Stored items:

==*==

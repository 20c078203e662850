//! Lowering from the surface AST to the flat, interpretable form
//!
//! Two rewrites happen here, mirroring what the statement tree needs before
//! the engine may run it:
//!
//! 1. **Branch flattening.** `if (c) { A } else { B }` becomes
//!    `cond c Δt ; A… ; jump Δe ; B…` where `Δt = |A| + 2` skips the
//!    then-branch and its trailing jump, and `Δe = |B| + 1` skips the
//!    else-branch. Bodies are flattened bottom-up first, so the deltas count
//!    flattened statements. After this pass a thread's code is a single
//!    statement sequence addressed by a program counter.
//!
//! 2. **Register-use check.** Reading a register with no textually preceding
//!    assignment in the same thread body is rejected. Spawn bodies start from
//!    an empty register scope, matching the empty register file a spawned
//!    thread begins with.

use crate::ast::{Block, Expr, LVal, Stmt};
use crate::span::{Span, Spanned};
use std::collections::HashSet;
use std::sync::Arc;

/// An error found during lowering
#[derive(Debug, Clone, PartialEq, Eq)]
pub struct LowerError {
    pub message: String,
    pub span: Span,
}

impl std::fmt::Display for LowerError {
    fn fmt(&self, f: &mut std::fmt::Formatter<'_>) -> std::fmt::Result {
        write!(f, "{}", self.message)
    }
}

impl std::error::Error for LowerError {}

/// Lower a parsed program into its flat executable form.
///
/// Collects every error rather than stopping at the first one.
pub fn lower(block: &Block) -> Result<Arc<Block>, Vec<LowerError>> {
    let mut errors = Vec::new();
    let flat = flatten_block(block, &mut errors);
    check_block(&flat, &mut errors);
    if errors.is_empty() {
        Ok(Arc::new(flat))
    } else {
        Err(errors)
    }
}

fn flatten_block(block: &Block, errors: &mut Vec<LowerError>) -> Block {
    let mut stmts = Vec::new();
    for stmt in &block.stmts {
        match &stmt.node {
            Stmt::If {
                cond,
                then_block,
                else_block,
            } => {
                let then_flat = flatten_block(then_block, errors);
                let else_flat = flatten_block(else_block, errors);
                stmts.push(Spanned::new(
                    Stmt::Cond {
                        cond: lower_expr(cond, errors),
                        delta: then_flat.len() + 2,
                    },
                    stmt.span,
                ));
                let jump = Spanned::new(Stmt::Jump(else_flat.len() + 1), stmt.span);
                stmts.extend(then_flat.stmts);
                stmts.push(jump);
                stmts.extend(else_flat.stmts);
            }
            Stmt::Assign { lval, expr } => stmts.push(Spanned::new(
                Stmt::Assign {
                    lval: lval.clone(),
                    expr: lower_expr(expr, errors),
                },
                stmt.span,
            )),
            Stmt::Join(expr) => stmts.push(Spanned::new(
                Stmt::Join(lower_expr(expr, errors)),
                stmt.span,
            )),
            Stmt::Assert(expr) => stmts.push(Spanned::new(
                Stmt::Assert(lower_expr(expr, errors)),
                stmt.span,
            )),
            Stmt::Cond { cond, delta } => stmts.push(Spanned::new(
                Stmt::Cond {
                    cond: lower_expr(cond, errors),
                    delta: *delta,
                },
                stmt.span,
            )),
            Stmt::Nop | Stmt::Lock(_) | Stmt::Unlock(_) | Stmt::Jump(_) => {
                stmts.push(stmt.clone())
            }
        }
    }
    Block::new(stmts)
}

fn lower_expr(expr: &Spanned<Expr>, errors: &mut Vec<LowerError>) -> Spanned<Expr> {
    let node = match &expr.node {
        Expr::Spawn(block) => Expr::Spawn(Arc::new(flatten_block(block, errors))),
        Expr::Eq(lhs, rhs) => Expr::Eq(
            Box::new(lower_expr(lhs, errors)),
            Box::new(lower_expr(rhs, errors)),
        ),
        Expr::Neq(lhs, rhs) => Expr::Neq(
            Box::new(lower_expr(lhs, errors)),
            Box::new(lower_expr(rhs, errors)),
        ),
        Expr::Add(summands) => {
            Expr::Add(summands.iter().map(|s| lower_expr(s, errors)).collect())
        }
        leaf => leaf.clone(),
    };
    Spanned::new(node, expr.span)
}

/// Walk a flat block in textual order, tracking which registers have been
/// assigned so far. Spawn bodies are checked with a fresh scope.
fn check_block(block: &Block, errors: &mut Vec<LowerError>) {
    let mut defined: HashSet<Arc<str>> = HashSet::new();
    for stmt in &block.stmts {
        match &stmt.node {
            Stmt::Assign { lval, expr } => {
                check_expr(expr, &defined, errors);
                if let LVal::Reg(name) = lval {
                    defined.insert(name.clone());
                }
            }
            Stmt::Join(expr) | Stmt::Assert(expr) | Stmt::Cond { cond: expr, .. } => {
                check_expr(expr, &defined, errors)
            }
            Stmt::Nop | Stmt::Lock(_) | Stmt::Unlock(_) | Stmt::Jump(_) => {}
            Stmt::If { .. } => {
                // flatten_block ran first, so no If can remain
                unreachable!("if statement survived flattening")
            }
        }
    }
}

fn check_expr(expr: &Spanned<Expr>, defined: &HashSet<Arc<str>>, errors: &mut Vec<LowerError>) {
    match &expr.node {
        Expr::Reg(name) => {
            if !defined.contains(name) {
                errors.push(LowerError {
                    message: "Register has not been assigned".to_string(),
                    span: expr.span,
                });
            }
        }
        Expr::Spawn(block) => check_block(block, errors),
        Expr::Eq(lhs, rhs) | Expr::Neq(lhs, rhs) => {
            check_expr(lhs, defined, errors);
            check_expr(rhs, defined, errors);
        }
        Expr::Add(summands) => {
            for summand in summands {
                check_expr(summand, defined, errors);
            }
        }
        Expr::Var(_) | Expr::Const(_) => {}
    }
}

#[cfg(test)]
mod tests {
    use super::*;
    use crate::syntax::parser::parse;

    fn lower_src(src: &str) -> Arc<Block> {
        lower(&parse(src).expect("parse failed")).expect("lower failed")
    }

    fn lower_err(src: &str) -> Vec<String> {
        lower(&parse(src).expect("parse failed"))
            .expect_err("expected lower errors")
            .into_iter()
            .map(|e| e.message)
            .collect()
    }

    #[test]
    fn flattens_if_else() {
        let block = lower_src("if (x == 1) { y = 2; } else { y = 3; };");
        let rendered: Vec<String> = block.stmts.iter().map(|s| s.node.to_string()).collect();
        assert_eq!(
            rendered,
            vec!["if (x == 1) jump 3", "y = 2", "jump 2", "y = 3"]
        );
    }

    #[test]
    fn flattens_if_without_else_to_nop() {
        let block = lower_src("if (x == 1) { y = 2; };");
        let rendered: Vec<String> = block.stmts.iter().map(|s| s.node.to_string()).collect();
        assert_eq!(rendered, vec!["if (x == 1) jump 3", "y = 2", "jump 2", "nop"]);
    }

    #[test]
    fn flattens_nested_if_with_outer_deltas_counting_inner_statements() {
        let block = lower_src(
            "if (x == 1) { if (y == 1) { z = 1; }; } else { z = 2; };",
        );
        let rendered: Vec<String> = block.stmts.iter().map(|s| s.node.to_string()).collect();
        assert_eq!(
            rendered,
            vec![
                "if (x == 1) jump 6",
                "if (y == 1) jump 3",
                "z = 1",
                "jump 2",
                "nop",
                "jump 2",
                "z = 2",
            ]
        );
    }

    #[test]
    fn flattens_spawn_bodies() {
        let block = lower_src("$t = spawn { if (x == 1) { y = 2; }; }; join $t;");
        match &block.stmts[0].node {
            Stmt::Assign { expr, .. } => match &expr.node {
                Expr::Spawn(body) => {
                    assert_eq!(body.len(), 4);
                    assert!(matches!(body.stmts[0].node, Stmt::Cond { .. }));
                }
                other => panic!("expected spawn, got {:?}", other),
            },
            other => panic!("expected assign, got {:?}", other),
        }
    }

    #[test]
    fn rejects_unassigned_register_read() {
        assert_eq!(lower_err("x = $r;"), vec!["Register has not been assigned"]);
    }

    #[test]
    fn rejects_register_from_parent_thread_scope() {
        // Spawned threads start with an empty register file
        assert_eq!(
            lower_err("$r = 1; $t = spawn { x = $r; }; join $t;"),
            vec!["Register has not been assigned"]
        );
    }

    #[test]
    fn accepts_register_assigned_in_earlier_branch() {
        // Flattened branches read in textual order, so an assignment in the
        // then-branch is visible to the else-branch check
        lower_src("if (x == 1) { $r = 1; } else { $r = 2; }; y = $r;");
    }

    #[test]
    fn collects_multiple_errors() {
        assert_eq!(lower_err("x = $a; y = $b;").len(), 2);
    }

    #[test]
    fn self_read_before_first_assignment_is_rejected() {
        assert_eq!(lower_err("$r = $r + 1;"), vec!["Register has not been assigned"]);
    }
}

==*==

Task goal:
Your answer must be the lines above, unchanged, from the first one through the line that holds "the first one.", inclusive, and no others.

Written answer:
repository 20c078203e662850
//! Lowering from the surface AST to the flat, interpretable form
//!
//! Two rewrites happen here, mirroring what the statement tree needs before
//! the engine may run it:
//!
//! 1. **Branch flattening.** `if (c) { A } else { B }` becomes
//!    `cond c Δt ; A… ; jump Δe ; B…` where `Δt = |A| + 2` skips the
//!    then-branch and its trailing jump, and `Δe = |B| + 1` skips the
//!    else-branch. Bodies are flattened bottom-up first, so the deltas count
//!    flattened statements. After this pass a thread's code is a single
//!    statement sequence addressed by a program counter.
//!
//! 2. **Register-use check.** Reading a register with no textually preceding
//!    assignment in the same thread body is rejected. Spawn bodies start from
//!    an empty register scope, matching the empty register file a spawned
//!    thread begins with.

use crate::ast::{Block, Expr, LVal, Stmt};
use crate::span::{Span, Spanned};
use std::collections::HashSet;
use std::sync::Arc;

/// An error found during lowering
#[derive(Debug, Clone, PartialEq, Eq)]
pub struct LowerError {
    pub message: String,
    pub span: Span,
}

impl std::fmt::Display for LowerError {
    fn fmt(&self, f: &mut std::fmt::Formatter<'_>) -> std::fmt::Result {
        write!(f, "{}", self.message)
    }
}

impl std::error::Error for LowerError {}

/// Lower a parsed program into its flat executable form.
///
/// Collects every error rather than stopping at the first one.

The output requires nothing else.